Che succede alla Fiorentina? Gli elogi a Pantaleo Corvino e al suo mercato futuristico hanno fatto perdere di vista quelli che poi sono gli obiettivi quotidiani: vincere le partite, oggi, non fra tre anni. Perso Mutu, non uno a caso ma il più talentuoso tra i viola, hanno arruolato un manipolo di giovanotti stranieri che fra qualche anno magari serviranno per succulente plus-valenze. Ma allo stato attuale delle cose neanche Jovetic appare abbastanza maturo per prendere questa squadra sulle spalle. E se Gilardino, spremuto fino all’osso, non segna da quasi 800 minuti (l’ultimo squillo nel derby contro il Siena, più di un mese fa), se anche ieri si sono rotti due soldatini (leggi Gamberini e Santana, ne avranno per un po’), se accade questo e altro ancora, beh, perdere in casa col Bologna non è così difficile.

Nel girone di ritorno la miseria di un punto, un 2-2 rocambolesco contro il Cagliari arrivato per lo più grazie alla sciagurata espulsione di Cossu. E anche una sconfitta in Coppa Italia, nell’andata delle semifinali contro l’Inter. Appena tre gol fatti in sei partite, e mercoledì si vola a Monaco di Baviera per sfidare la storia.

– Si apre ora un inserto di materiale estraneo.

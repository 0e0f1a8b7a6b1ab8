//! Merge mutex command.
//!
//! Drives the full trunk-integration protocol for shell-scripted agents:
//! the rebase and integration steps are caller-supplied commands, run via
//! `sh -c`, so the kernel stays ignorant of the version-control tooling.

use std::process::Command;

use anyhow::Result;
use clap::Args;
use corral_core::merge::{IntegrationError, MergePhase, TrunkIntegrator};
use corral_core::{MergeCoordinator, MergeOutcome, SleepSignal, SystemClock};
use serde_json::json;
use tracing::debug;

use super::exit_codes;
use crate::context::CliContext;

/// Arguments for `corral merge`.
#[derive(Debug, Args)]
pub struct MergeArgs {
    /// Identity to hold the trunk lock under
    #[arg(long)]
    pub owner: String,

    /// Command run outside the lock for the speculative rebase
    #[arg(long)]
    pub preflight_cmd: Option<String>,

    /// Command run under the lock for the authoritative rebase and
    /// integration
    #[arg(long)]
    pub integrate_cmd: String,

    /// Output JSON
    #[arg(long)]
    pub json: bool,
}

/// Integrator that shells out to caller-supplied commands.
struct ShellIntegrator {
    preflight_cmd: Option<String>,
    integrate_cmd: String,
}

impl ShellIntegrator {
    fn run(cmd: &str, phase: MergePhase) -> Result<(), IntegrationError> {
        debug!(%phase, cmd, "running integration hook");
        let status = Command::new("sh")
            .arg("-c")
            .arg(cmd)
            .status()
            .map_err(|err| IntegrationError {
                phase,
                message: format!("failed to spawn '{cmd}': {err}"),
            })?;
        if status.success() {
            Ok(())
        } else {
            Err(IntegrationError {
                phase,
                message: format!("'{cmd}' exited with {status}"),
            })
        }
    }
}

impl TrunkIntegrator for ShellIntegrator {
    fn preflight_rebase(&mut self) -> Result<(), IntegrationError> {
        match &self.preflight_cmd {
            Some(cmd) => Self::run(cmd, MergePhase::Preflight),
            None => Ok(()),
        }
    }

    fn integrate(&mut self) -> Result<(), IntegrationError> {
        Self::run(&self.integrate_cmd, MergePhase::Held)
    }
}

/// `corral merge` - exit 0 on merged, 2 on lock timeout, 1 on
/// integration failure.
pub fn run(ctx: &CliContext, args: &MergeArgs) -> Result<u8> {
    let coordinator = MergeCoordinator::new(
        ctx.store(),
        std::sync::Arc::new(SystemClock),
        &ctx.config.project,
        &args.owner,
        ctx.config.merge.clone(),
    );
    let mut integrator = ShellIntegrator {
        preflight_cmd: args.preflight_cmd.clone(),
        integrate_cmd: args.integrate_cmd.clone(),
    };

    match coordinator.merge(&mut integrator, &SleepSignal)? {
        MergeOutcome::Merged { attempts } => {
            if args.json {
                println!("{}", json!({ "merged": { "attempts": attempts } }));
            } else {
                println!("merged (after {attempts} stake attempts)");
            }
            Ok(exit_codes::SUCCESS)
        },
        MergeOutcome::TimedOut {
            holder,
            waited_secs,
            attempts,
        } => {
            if args.json {
                println!(
                    "{}",
                    json!({
                        "timed_out": {
                            "holder": holder,
                            "waited_secs": waited_secs,
                            "attempts": attempts,
                        }
                    })
                );
            } else {
                println!("timed out after {waited_secs}s; trunk held by {holder}");
            }
            Ok(exit_codes::BUSY)
        },
    }
}
/// Durable claim namespace with atomic stake semantics.
///
/// All operations are non-blocking: they return immediately with an
/// outcome, a snapshot, or a [`StoreError`]. The store performs no
/// notification or callback - absence of a claim is the only signal other
/// processes ever observe.
pub trait ClaimStore: Send + Sync {
    /// Atomically stakes a claim if no unexpired claim exists for the URI.
    ///
    /// This is the sole primitive providing mutual exclusion; every
    /// higher-level protocol reduces to repeated calls to this operation.
    ///
    /// # Errors
    ///
    /// Returns [`StoreError`] if the store is unreachable or the inputs
    /// exceed their bounds. Contention is reported via
    /// [`StakeOutcome::Conflict`], never as an error.
    fn stake(
        &self,
        uri: &ResourceUri,
        owner: &str,
        ttl: Duration,
        memo: Option<&str>,
    ) -> Result<StakeOutcome, StoreError>;

    /// Releases the claim on `uri` if `owner` holds it.
    ///
    /// # Errors
    ///
    /// Returns [`StoreError`] if the store is unreachable. Ownership
    /// mismatches are reported via [`ReleaseOutcome`], never as errors.
    fn release(&self, uri: &ResourceUri, owner: &str) -> Result<ReleaseOutcome, StoreError>;

    /// Returns the unexpired claim on `uri`, if any.
    ///
    /// # Errors
    ///
    /// Returns [`StoreError`] if the store is unreachable.
    fn check(&self, uri: &ResourceUri) -> Result<Option<Claim>, StoreError>;

    /// Lists unexpired claims matching the filter.
    ///
    /// # Errors
    ///
    /// Returns [`StoreError`] if the store is unreachable or a row holds a
    /// URI outside the taxonomy.
    fn list(&self, filter: &ListFilter) -> Result<Vec<Claim>, StoreError>;
}

fn validate_inputs(owner: &str, ttl: Duration, memo: Option<&str>) -> Result<(), StoreError> {
    if owner.is_empty() {
        return Err(StoreError::InvalidInput {
            field: "owner",
            reason: "must not be empty".to_string(),
        });
    }
    if owner.len() > MAX_OWNER_LEN {
        return Err(StoreError::InvalidInput {
            field: "owner",
            reason: format!("exceeds {MAX_OWNER_LEN} bytes"),
        });
    }
    if ttl.as_secs() == 0 {
        return Err(StoreError::InvalidInput {
            field: "ttl",
            reason: "must be at least one second".to_string(),
        });
    }
    if let Some(memo) = memo {
        if memo.len() > MAX_MEMO_LEN {
            return Err(StoreError::InvalidInput {
                field: "memo",
                reason: format!("exceeds {MAX_MEMO_LEN} bytes"),
            });
        }
    }
    Ok(())
}

/// SQLite-backed claim store.
///
/// Safe for concurrent use from multiple processes pointed at the same
/// database file: stakes run under `BEGIN IMMEDIATE`, which takes the
/// write lock before the existence check, so two racing stakes serialize
/// and exactly one wins.
pub struct SqliteClaimStore {
    conn: Arc<Mutex<Connection>>,
    clock: Arc<dyn Clock>,
}

impl std::fmt::Debug for SqliteClaimStore {
    fn fmt(&self, f: &mut std::fmt::Formatter<'_>) -> std::fmt::Result {
        f.debug_struct("SqliteClaimStore").finish_non_exhaustive()
    }
}

impl SqliteClaimStore {
    /// Opens (creating if necessary) a claim store at the given path.
    ///
    /// Sets WAL journal mode and a busy timeout so short lock contention
    /// between processes resolves inside SQLite rather than surfacing as
    /// spurious [`StoreError::Unavailable`].
    ///
    /// # Errors
    ///
    /// Returns [`StoreError::Unavailable`] if the database cannot be
    /// opened or migrated.
    pub fn open(path: &Path, clock: Arc<dyn Clock>) -> Result<Self, StoreError> {
        let conn = Connection::open(path)?;
        // Set before the schema batch so concurrent first-opens contend
        // politely instead of failing fast.
        conn.busy_timeout(Duration::from_secs(5))?;
        conn.execute_batch(CLAIMS_SCHEMA)?;
        Ok(Self {
            conn: Arc::new(Mutex::new(conn)),
            clock,
        })
    }

    fn row_to_claim(
        uri: String,
        owner: String,
        staked_at: i64,
        ttl_secs: i64,
        memo: Option<String>,
    ) -> Result<Claim, StoreError> {
        let uri: ResourceUri = uri.parse()?;
        let staked_at =
            u64::try_from(staked_at).map_err(|_| StoreError::CorruptField { field: "staked_at" })?;
        let ttl_secs =
            u64::try_from(ttl_secs).map_err(|_| StoreError::CorruptField { field: "ttl_secs" })?;
        Ok(Claim {
            uri,
            owner,
            staked_at,
            ttl_secs,
            memo,
        })
    }

    fn load_claim(conn: &Connection, uri: &ResourceUri) -> Result<Option<Claim>, StoreError> {
        let row = conn
            .query_row(
                "SELECT uri, owner, staked_at, ttl_secs, memo FROM claims WHERE uri = ?1",
                params![uri.to_string()],
                |row| {
                    Ok((
                        row.get::<_, String>(0)?,
                        row.get::<_, String>(1)?,
                        row.get::<_, i64>(2)?,
                        row.get::<_, i64>(3)?,
                        row.get::<_, Option<String>>(4)?,
                    ))
                },
            )
            .optional()?;
        row.map(|(uri, owner, staked_at, ttl_secs, memo)| {
            Self::row_to_claim(uri, owner, staked_at, ttl_secs, memo)
        })
        .transpose()
    }
}
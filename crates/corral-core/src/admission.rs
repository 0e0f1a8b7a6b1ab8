//! Admission controller for orchestrator slots.
//!
//! Bounds the number of concurrently running orchestrator processes per
//! project. A candidate probes slot indices `0..max_leads` in order and
//! stakes the first free `agent://` claim; losing every probe means the
//! project is at capacity. The winning index becomes the orchestrator's
//! identity suffix (`lead` probing slot 2 becomes `lead-2`), so every
//! dependent claim it later stakes - tasks it owns, workers it spawns - is
//! discoverable with a single owner-prefix query.
//!
//! Slots are pure admission control: there is no data behind them. A
//! crashed orchestrator's slot frees itself at TTL expiry.

use std::sync::Arc;
use std::time::Duration;

use serde::Serialize;
use thiserror::Error;
use tracing::{debug, info};

use crate::claim::{ClaimStore, ListFilter, ReleaseOutcome, StakeOutcome, StoreError};
use crate::uri::{ResourceClass, ResourceUri, UriError};

/// Errors from slot acquisition.
#[derive(Debug, Error)]
#[non_exhaustive]
pub enum AdmissionError {
    /// The project name could not form a valid `agent://` URI.
    #[error(transparent)]
    Uri(#[from] UriError),

    /// The claim store failed mid-probe.
    #[error(transparent)]
    Store(#[from] StoreError),
}

/// A held orchestrator slot.
#[derive(Debug, Clone, PartialEq, Eq, Serialize)]
pub struct LeadSlot {
    /// The slot index (dense from 0, below `max_leads`).
    pub index: u32,
    /// The identity staked on the slot, `<base>-<index>`. All of this
    /// orchestrator's dependent claims use this string (or a
    /// `<base>-<index>/…` extension of it) as their owner.
    pub owner: String,
    /// The staked slot URI.
    pub uri: ResourceUri,
}

/// An occupied slot observed while probing.
#[derive(Debug, Clone, PartialEq, Eq, Serialize)]
pub struct SlotOccupant {
    /// The slot index.
    pub index: u32,
    /// Who holds it.
    pub owner: String,
}

/// Result of a slot acquisition attempt.
#[derive(Debug, Clone, PartialEq, Eq)]
pub enum AdmissionOutcome {
    /// A slot was won; the caller runs under this identity until it
    /// releases the slot or the lease expires.
    Admitted(LeadSlot),

    /// Every slot is held. The caller reports this and exits or defers -
    /// it is an expected outcome, not an error.
    AtCapacity {
        /// Who holds each slot, for conflict diagnosis.
        occupants: Vec<SlotOccupant>,
    },
}

/// First-come-first-served allocator for the bounded lead-slot pool.
pub struct SlotAllocator {
    store: Arc<dyn ClaimStore>,
    project: String,
    max_leads: u32,
    session_ttl: Duration,
}

impl std::fmt::Debug for SlotAllocator {
    fn fmt(&self, f: &mut std::fmt::Formatter<'_>) -> std::fmt::Result {
        f.debug_struct("SlotAllocator")
            .field("project", &self.project)
            .field("max_leads", &self.max_leads)
            .field("session_ttl", &self.session_ttl)
            .finish_non_exhaustive()
    }
}

impl SlotAllocator {
    /// Creates an allocator for one project.
    #[must_use]
    pub fn new(
        store: Arc<dyn ClaimStore>,
        project: &str,
        max_leads: u32,
        session_ttl: Duration,
    ) -> Self {
        Self {
            store,
            project: project.to_string(),
            max_leads,
            session_ttl,
        }
    }

    /// Attempts to win a slot for an orchestrator named `base`.
    ///
    /// Probes indices `0..max_leads` in order; the first successful stake
    /// wins. No fairness among concurrent candidates - ties go to whoever
    /// stakes first.
    ///
    /// # Errors
    ///
    /// Returns [`AdmissionError::Store`] if the store fails mid-probe.
    /// Capacity exhaustion is reported via
    /// [`AdmissionOutcome::AtCapacity`], never as an error.
    pub fn acquire(&self, base: &str) -> Result<AdmissionOutcome, AdmissionError> {
        let mut occupants = Vec::with_capacity(self.max_leads as usize);
        for index in 0..self.max_leads {
            let uri = ResourceUri::agent_slot(&self.project, index)?;
            let owner = format!("{base}-{index}");
            match self.store.stake(&uri, &owner, self.session_ttl, None)? {
                StakeOutcome::Staked(_) => {
                    info!(project = %self.project, index, owner = %owner, "lead slot acquired");
                    return Ok(AdmissionOutcome::Admitted(LeadSlot { index, owner, uri }));
                },
                StakeOutcome::Conflict { holder, .. } => {
                    debug!(index, holder = %holder, "slot occupied, probing next");
                    occupants.push(SlotOccupant {
                        index,
                        owner: holder,
                    });
                },
            }
        }
        info!(
            project = %self.project,
            max_leads = self.max_leads,
            "at capacity: every lead slot is held"
        );
        Ok(AdmissionOutcome::AtCapacity { occupants })
    }

    /// Releases a held slot during clean shutdown.
    ///
    /// A [`ReleaseOutcome::NotFound`] means the lease already expired -
    /// harmless, the slot is free either way.
    ///
    /// # Errors
    ///
    /// Returns [`StoreError`] if the store is unreachable; the TTL then
    /// frees the slot on its own.
    pub fn release(&self, slot: &LeadSlot) -> Result<ReleaseOutcome, StoreError> {
        self.store.release(&slot.uri, &slot.owner)
    }

    /// Lists the currently held slots for this project.
    ///
    /// # Errors
    ///
    /// Returns [`StoreError`] if the store is unreachable.
    pub fn occupancy(&self) -> Result<Vec<SlotOccupant>, StoreError> {
        let claims = self.store.list(
            &ListFilter::all()
                .with_class(ResourceClass::AgentSlot)
                .with_project(&self.project),
        )?;
        let mut occupants: Vec<SlotOccupant> = claims
            .into_iter()
            .filter_map(|c| match c.uri {
                ResourceUri::AgentSlot { slot, .. } => Some(SlotOccupant {
                    index: slot,
                    owner: c.owner,
                }),
                _ => None,
            })
            .collect();
        occupants.sort_by_key(|o| o.index);
        Ok(occupants)
    }
}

Anche sfortunata questa Fiorentina: primo posto nel girone di Champions e sorteggio malefico, contro una squadra, quella di Van Gaal, che ha ritrovato smalto. E che ha intatto il blasone e la tradizione. Una partita, quella di mercoledì sera, che Montolivo, il nuovo capitano viola, ha definito la più importante nei suoi cinque anni a Firenze. Si vorrebbe essere euforici, sognare e invadere Marienplatz, ma il 2-0 patito a Marassi contro la Sampdoria degli ex (in gol proprio due vecchie conoscenze gigliate) induce riflessione e una venatura di tristezza.